Imagine an LLM user that really enjoys whimsical poetry, they can spend all day asking GPT-4 to produce different flavors of fun poems for them, feeding in prompts of 100-500 characters and getting back poems of 100-500 characters in return. The user in this case gets lots of enjoyment out of these poems, but there is not really any measurable or monetary value the user derives from the LLM.
Now imagine an LLM user that engages GPT-4 to help them do their job, they write software for some one-letter-domain company. They’re feeding in prompts of 100-500 characters and getting back 100-500 characters of Python code that they can use to increase their productivity at work. As a result, they can work fewer hours and get more free time back. In this case, the user is clearly getting measurable monetary value out of the LLM.
A third case here could be a company that uses an LLM to write data analysis scripts for their data, in which case they have less of a need to hire as many data analysts, and can save money on the headcount. This company is definitely getting measurable monetary value from the LLM.
In all three of these cases, the cost of operating the model is the same. The same amount of input and output to and from the model is required, the same amount of compute resources are consumed, the same network bandwidth is used. The cost of the model does not in any way change based on the value derived from the model output. In some cases, businesses may wish to scale up usage of the model in such a way that they input and output lots more tokens and get more value that way, but the cost of operating the model still only scales with the size of the inputs and outputs, not directly with the value the user receives.

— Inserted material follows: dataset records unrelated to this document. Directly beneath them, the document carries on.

/// Running doctrine state for the multi-edition miner.
#[derive(Debug, Clone, Copy, Default, PartialEq, Eq)]
pub struct EditionState {
    pub doctrine: Option<u32>,
    pub roman_chapter: Option<u32>,
}

/// Advance the edition state past one page.
///
/// The 2010 edition numbers chapters after doctrines; the 1923 edition uses
/// roman chapters mapped through the chapter table. Otherwise the previous
/// doctrine carries over.
pub fn next_edition_state(year: Option<i32>, page_text: &str, prev: EditionState) -> EditionState {
    if let Some(caps) = NUMBERED_CHAPTER.captures(page_text) {
        if let Ok(n) = caps[1].parse::<u32>() {
            if (1..=11).contains(&n) {
                return EditionState {
                    doctrine: Some(n),
                    roman_chapter: prev.roman_chapter,
                };
            }
        }
    }

    let roman_chapter = next_chapter(prev.roman_chapter, page_text);

    match (year, roman_chapter) {
        (Some(1923), Some(chapter)) => EditionState {
            doctrine: chapter_doctrine(chapter).or(prev.doctrine),
            roman_chapter,
        },
        _ => EditionState {
            doctrine: prev.doctrine,
            roman_chapter,
        },
    }
}

// ============================================================================
// OCR newspaper heuristics
// ============================================================================

/// Theological sentence that is not a charity appeal.
pub fn is_theology(sentence: &str) -> bool {
    !contains_any(sentence, CHARITY_EXCLUDE) && contains_any(sentence, THEOLOGY_INCLUDE)
}

fn title_case(word: &str) -> String {
    let mut chars = word.chars();
    match chars.next() {
        Some(first) => first.to_uppercase().chain(chars.flat_map(char::to_lowercase)).collect(),
        None => String::new(),
    }
}

/// Guess a speaker from a rank title in the sentence.
///
/// `Commissioner Brengle said ...` gives `Commissioner Brengle`; a bare rank
/// gives the rank alone; no rank gives `Unknown`.
pub fn guess_author(sentence: &str) -> String {
    let lower = sentence.to_lowercase();
    for (rank, re) in RANK_NAME.iter() {
        if !lower.contains(rank) {
            continue;
        }
        return match re.captures(sentence) {
            Some(caps) => format!("{} {}", title_case(rank), caps[1].trim()),
            None => title_case(rank),
        };
    }
    "Unknown".to_string()
}

#[cfg(test)]
mod tests {
    use super::*;

    #[test]
    fn test_detect_roman_chapter() {
        assert_eq!(detect_roman_chapter("CHAPTER IV. JESUS CHRIST"), Some(4));
        assert_eq!(detect_roman_chapter("see chapter ii for more"), Some(2));
        assert_eq!(detect_roman_chapter("CHAPTER XIV"), None);
        assert_eq!(detect_roman_chapter("no marker"), None);
    }

    #[test]
    fn test_chapter_state_carries_forward() {
        let pages = ["CHAPTER II THE BIBLE", "more text", "CHAPTER III GOD", "text"];
        let chapters: Vec<Option<u32>> = pages
            .iter()
            .scan(None, |state, page| {
                *state = next_chapter(*state, page);
                Some(*state)
            })
            .collect();
        assert_eq!(chapters, vec![Some(2), Some(2), Some(3), Some(3)]);
    }

    #[test]
    fn test_chapter_tracker() {
        let mut tracker = ChapterTracker::new();
        assert_eq!(tracker.advance("preface"), None);
        assert_eq!(tracker.advance("CHAPTER IV"), Some(4));
        assert_eq!(tracker.advance("body"), Some(4));
        assert_eq!(tracker.advance("CHAPTER V"), Some(5));
    }

    #[test]
    fn test_doctrine_for_ambiguous_chapters() {
        assert_eq!(doctrine_for(None, "anything"), None);
        assert_eq!(doctrine_for(Some(1), "anything"), None);
        assert_eq!(doctrine_for(Some(3), "God is one."), Some(2));
        assert_eq!(doctrine_for(Some(3), "The Trinity is a mystery."), Some(3));
        assert_eq!(doctrine_for(Some(8), "Justification is by faith."), Some(8));
        assert_eq!(doctrine_for(Some(8), "Repentance comes first."), Some(7));
        assert_eq!(doctrine_for(Some(8), "Plain words."), Some(7));
        assert_eq!(doctrine_for(Some(7), "The Spirit convicts."), Some(3));
    }

    #[test]
    fn test_scripture_detection() {
        assert!(is_scripture_heavy("See Romans 8:1 for details."));
        assert!(is_scripture_heavy("as 3:16 declares"));
        assert!(is_scripture_heavy("read 1 John carefully"));
        assert!(!is_scripture_heavy("the Scriptures contain divine revelation"));
        assert!(has_scripture_marker("quoted from the KJV"));
        assert!(!is_scripture_heavy("quoted from the KJV"));
        assert_eq!(scripture_density("John 3:16 and Romans 5:8"), 2);
    }

    #[test]
    fn test_definitional_excerpt_is_kept() {
        let text = "We believe that the Scriptures of the Old and New Testaments contain divine revelation.";
        assert!(char_len(text) < 110);
        let weights = ScoringWeights::default();
        let (doctrine, score) = evaluate_excerpt(Some(2), text, &weights, 1.8).unwrap();
        assert_eq!(doctrine, 1);
        // 1.8 definitional + 3 * 0.35 keywords - 0.6 short
        assert!((score - 2.25).abs() < 1e-9);
    }

    #[test]
    fn test_scripture_reference_is_dropped() {
        let weights = ScoringWeights::default();
        let score = score_excerpt(1, "See Romans 8:1 for details.", &weights);
        assert!(score < 0.0);
        assert!(evaluate_excerpt(Some(2), "See Romans 8:1 for details.", &weights, 1.8).is_none());
    }

    #[test]
    fn test_long_excerpt_penalty() {
        let weights = ScoringWeights::default();
        let long = format!("We believe {}", "grace ".repeat(60));
        let medium = format!("We believe {}", "grace ".repeat(20));
        assert!(score_excerpt(2, &long, &weights) < score_excerpt(2, &medium, &weights));
    }

    #[test]
    fn test_score_sentence_and_confidence() {
        let weights = SentenceWeights::default();
        let s = "Holiness therefore is the privilege of every believer who walks in the light of God.";
        let score = score_sentence(s, &weights);
        assert!((score - 3.5).abs() < 1e-9);
        assert!((sentence_confidence(score) - 0.9).abs() < 1e-9);
        assert!((sentence_confidence(1.8) - 0.95f64.min(0.9)).abs() < 1e-9);
        assert!((sentence_confidence(1.0) - 0.75).abs() < 1e-9);
    }

    #[test]
    fn test_guess_edition() {
        assert_eq!(guess_edition(Path::new("/x/English Handbook of Doctrine web.pdf")).year, Some(2010));
        assert_eq!(guess_edition(Path::new("handbookofsalvat00unse.pdf")).year, Some(1923));
        let other = guess_edition(Path::new("notes/sermons.pdf"));
        assert_eq!(other.title, "sermons");
        assert_eq!(other.year, None);
    }

    #[test]
    fn test_edition_state_2010_numbering() {
        let state = next_edition_state(Some(2010), "Chapter 5 Humanity", EditionState::default());
        assert_eq!(state.doctrine, Some(5));
        let state = next_edition_state(Some(2010), "body text", state);
        assert_eq!(state.doctrine, Some(5));
    }

    #[test]
    fn test_edition_state_1923_roman() {
        let state = next_edition_state(Some(1923), "CHAPTER VII THE HOLY SPIRIT", EditionState::default());
        assert_eq!(state, EditionState { doctrine: Some(3), roman_chapter: Some(7) });
        let state = next_edition_state(Some(1923), "CHAPTER I INTRODUCTION", state);
        assert_eq!(state.doctrine, Some(3));
        assert_eq!(state.roman_chapter, Some(1));
    }

    #[test]
    fn test_edition_state_unknown_year_keeps_doctrine() {
        let prev = EditionState { doctrine: Some(4), roman_chapter: None };
        let state = next_edition_state(None, "CHAPTER II", prev);
        assert_eq!(state.doctrine, Some(4));
        assert_eq!(state.roman_chapter, Some(2));
    }

    #[test]
    fn test_author_line() {
        assert_eq!(match_author_line("  William Booth "), Some("William Booth".to_string()));
        assert_eq!(match_author_line("said the preacher"), None);
    }

    #[test]
    fn test_is_theology() {
        assert!(is_theology("Christ is the hope of the world."));
        assert!(!is_theology("Please donate to the Christmas kettle for Christ's sake."));
        assert!(!is_theology("The band played in the park."));
    }

    #[test]
    fn test_guess_author() {
        assert_eq!(
            guess_author("Commissioner Samuel Brengle said holiness is love."),
            "Commissioner Samuel Brengle"
        );
        assert_eq!(guess_author("the general spoke of grace."), "General");
        assert_eq!(guess_author("God is love."), "Unknown");
    }
}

Large Language Models are workload agnostic, they can’t discriminate based on the content of the input and output, and can’t be priced based on the value received by the user. Long-time netizens may recognize this as similar to the principle behind Net Neutrality.
I believe LLMs, in this way, will be the next building blocks of computing. We’ll of course have better tuned models for specific tasks that are priced more closely to account for the value of their use, just like how GPUs in a datacenter are priced more aggressively than CPUs and Memory since their use cases are more niche and easier to price discriminate.
I also believe that the Level 2 products and services we see in the LLM space will be of the following nature:
- Specifically tuned models for niche tasks (not quite Level 2 but more like Level 1*)
- Products that provide special, secret context to models, combining with a user’s input to produce more reliable or accurate output, like for code autocomplete and/or auto documentation
- Products that integrate models into existing workflows and systems in such a way that they’re only able to be used for specific purposes, like virtual meeting transcription and summarization or customer service chatbots
I hope that LLMs as a raw compute-like resource remain available to everyone. They have lots of potential to create, make people happy, and make their lives easier. I hope creative people will continue to have the ability to find great personal satisfaction at trivial cost from the use of these resources.
I also know that the secretive nature of the best LLMs out there means that these organizations are already aware of the limitations of their business models. They’re not sure if they want to become “VM providers”. They want to start selling the Database as a Services and the Data Lakes as soon as possible, but by opening the raw compute to users and collecting data today, they’re better able to determine which Level 2 and 3 products they should be building.